Professor SIMON BARON-COHEN: What they are really asking is: are these
stable traits or are there fluctuations? No one has really done
developmental studies to see whether, with development in a typical
case, your empathising or systemising improves, for example with more
education or age. So we need longitudinal studies. It may be that, with
the right intervention, your empathy can improve. I don't know that the
measures themselves discount the possibility of change. In fact, it
would be quite interesting to use the same measures before and after a
particular intervention to see whether you do get improvements.
ADAM FEINSTEIN: Someone came up
to me today and said: "Simon Baron-Cohen is making a moral judgement
with his empathising-systemising theory. He is suggesting some people
are too systemising." How do you respond to that?
SIMON BARON-COHEN: I don't think there is a value judgment
or moral aspect to it.
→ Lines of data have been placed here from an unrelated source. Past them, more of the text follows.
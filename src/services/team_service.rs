//! Team lifecycle operations after formation.

use std::sync::Arc;

use tracing::{info, instrument};
use uuid::Uuid;

use super::event_bus::{EventBus, EventPayload};
use crate::domain::errors::{DomainError, DomainResult};
use crate::domain::models::{ActorRole, Team, TeamStatus};
use crate::domain::ports::{ProfileRepository, TeamRepository};

/// Team lookups and lifecycle changes.
pub struct TeamService<T, U>
where
    T: TeamRepository + 'static,
    U: ProfileRepository + 'static,
{
    teams: Arc<T>,
    profiles: Arc<U>,
    events: Option<Arc<EventBus>>,
}

impl<T, U> TeamService<T, U>
where
    T: TeamRepository + 'static,
    U: ProfileRepository + 'static,
{
    /// Create a service over the team and profile stores.
    pub fn new(teams: Arc<T>, profiles: Arc<U>) -> Self {
        Self {
            teams,
            profiles,
            events: None,
        }
    }

    /// Publish team events to this bus.
    pub fn with_event_bus(mut self, events: Arc<EventBus>) -> Self {
        self.events = Some(events);
        self
    }

    /// Get a team by id.
    pub async fn get(&self, team_id: Uuid) -> DomainResult<Team> {
        self.teams
            .get(team_id)
            .await?
            .ok_or(DomainError::TeamNotFound(team_id))
    }

    /// Teams formed for a problem.
    pub async fn list_by_problem(&self, problem_id: Uuid) -> DomainResult<Vec<Team>> {
        self.teams.list_by_problem(problem_id).await
    }

    /// Teams a profile belongs to.
    pub async fn list_for_member(&self, user_id: Uuid) -> DomainResult<Vec<Team>> {
        self.teams.list_for_member(user_id).await
    }

    /// Record progress on the team's current phase.
    #[instrument(skip(self, phase))]
    pub async fn update_progress(
        &self,
        team_id: Uuid,
        phase: impl Into<String>,
        percentage: u8,
    ) -> DomainResult<Team> {
        let mut team = self.get(team_id).await?;
        if team.status.is_terminal() {
            return Err(DomainError::ValidationFailed(format!(
                "team {team_id} is {}",
                team.status.as_str()
            )));
        }
        team.set_progress(phase, percentage)
            .map_err(DomainError::ValidationFailed)?;
        self.teams.update(&team).await?;
        info!(team_id = %team_id, phase = %team.progress.phase, percentage, "team progress updated");
        Ok(team)
    }

    /// Assign a mentor. The profile must exist and carry the mentor role.
    #[instrument(skip(self))]
    pub async fn assign_mentor(&self, team_id: Uuid, mentor_id: Uuid) -> DomainResult<Team> {
        let mentor = self
            .profiles
            .get(mentor_id)
            .await?
            .ok_or(DomainError::ProfileNotFound(mentor_id))?;
        if mentor.role != ActorRole::Mentor {
            return Err(DomainError::ValidationFailed(format!(
                "profile {mentor_id} is a {}, not a mentor",
                mentor.role.as_str()
            )));
        }

        let mut team = self.get(team_id).await?;
        team.mentor_id = Some(mentor_id);
        team.updated_at = chrono::Utc::now();
        self.teams.update(&team).await?;
        info!(team_id = %team_id, mentor_id = %mentor_id, "mentor assigned");
        Ok(team)
    }

    /// Move a team to a new status, rejecting illegal transitions.
    #[instrument(skip(self))]
    pub async fn transition_status(&self, team_id: Uuid, to: TeamStatus) -> DomainResult<Team> {
        let mut team = self.get(team_id).await?;
        let from = team.status;
        team.transition_to(to)
            .map_err(|_| DomainError::InvalidStateTransition {
                from: from.as_str().to_string(),
                to: to.as_str().to_string(),
            })?;
        self.teams.update(&team).await?;

        info!(team_id = %team_id, from = from.as_str(), to = to.as_str(), "team status changed");
        if let Some(events) = &self.events {
            events.publish(EventPayload::TeamStatusChanged {
                team_id,
                from: from.as_str().to_string(),
                to: to.as_str().to_string(),
            });
        }
        Ok(team)
    }
}

#[cfg(test)]
mod tests {
    use super::*;
    use crate::adapters::sqlite::{
        create_migrated_test_pool, SqliteProblemRepository, SqliteProfileRepository,
        SqliteTeamRepository,
    };
    use crate::domain::models::{FormationKind, Problem, Profile};
    use crate::domain::ports::ProblemRepository;

    async fn setup() -> (TeamService<SqliteTeamRepository, SqliteProfileRepository>, Team, Arc<SqliteProfileRepository>) {
        let pool = create_migrated_test_pool().await.unwrap();
        let problem = Problem::new("Flood alerts", "", "climate");
        SqliteProblemRepository::new(pool.clone())
            .create(&problem)
            .await
            .unwrap();

        let teams = Arc::new(SqliteTeamRepository::new(pool.clone()));
        let profiles = Arc::new(SqliteProfileRepository::new(pool));
        let team = Team::new("Flood alerts Team", problem.id, Uuid::new_v4(), Vec::new(), FormationKind::Manual);
        teams.create(&team).await.unwrap();
        (TeamService::new(teams, profiles.clone()), team, profiles)
    }

    #[tokio::test]
    async fn test_status_transitions_emit_events() {
        let (service, team, _) = setup().await;
        let events = Arc::new(EventBus::default());
        let service = service.with_event_bus(events.clone());
        let mut rx = events.subscribe();

        let updated = service
            .transition_status(team.id, TeamStatus::Submitted)
            .await
            .unwrap();
        assert_eq!(updated.status, TeamStatus::Submitted);

        let event = rx.recv().await.unwrap();
        assert!(matches!(event.payload, EventPayload::TeamStatusChanged { ref to, .. } if to == "submitted"));

        let err = service
            .transition_status(team.id, TeamStatus::Active)
            .await
            .unwrap_err();
        assert!(matches!(err, DomainError::InvalidStateTransition { .. }));
    }

    #[tokio::test]
    async fn test_progress_bounds() {
        let (service, team, _) = setup().await;
        let updated = service.update_progress(team.id, "building", 40).await.unwrap();
        assert_eq!(updated.progress.percentage, 40);
        assert_eq!(service.get(team.id).await.unwrap().progress.phase, "building");

        let err = service.update_progress(team.id, "building", 140).await.unwrap_err();
        assert!(err.is_validation());
    }

    #[tokio::test]
    async fn test_mentor_must_have_mentor_role() {
        let (service, team, profiles) = setup().await;
        let contributor = Profile::contributor("c");
        let mentor = Profile::new("m", ActorRole::Mentor);
        profiles.create(&contributor).await.unwrap();
        profiles.create(&mentor).await.unwrap();

        assert!(service.assign_mentor(team.id, contributor.id).await.is_err());
        let updated = service.assign_mentor(team.id, mentor.id).await.unwrap();
        assert_eq!(updated.mentor_id, Some(mentor.id));
    }
}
I think what the tests are revealing is that
people differ in their profiles and that one profile is not better or
worse than another. Some people spend a lot of time focused on systems
like their computer and very little time chatting about emotions. Other
people show the opposite.
ADAM
FEINSTEIN: Some people have
interpreted your theory as suggesting that people with autism do not
have empathy. I have spoken to a number of parents who say: "My
autistic child has too much empathy."
SIMON BARON-COHEN: People with autism I have met are not
unkind or uncaring. But it looks as though, on some of these tests,
they have difficulty picking up on other people's cues. If someone is
upset or bored, they may not notice it. Or they may say something that
upsets someone, when they did not intend it to happen. If they
have difficulties with empathy, this does
not mean that they do not care about other people. They may just have
difficulty in recognising the emotions in other people. But people I've
met with autism, when they discover they have upset someone, feel very
bad about it. They often have a very strong moral conscience. They care
about the environment, they care about people not breaking rules. It is
quite easy to take the research and to conclude that, if they have
empathy problems, they are somehow like psychopaths. That is not the
case. Psychopaths have a different type of empathy problem. Even if
they knew they were hurting another person, they would not care. In
autism, it is very different. If they knew they were hurting someone,
they would want to change that course of action ...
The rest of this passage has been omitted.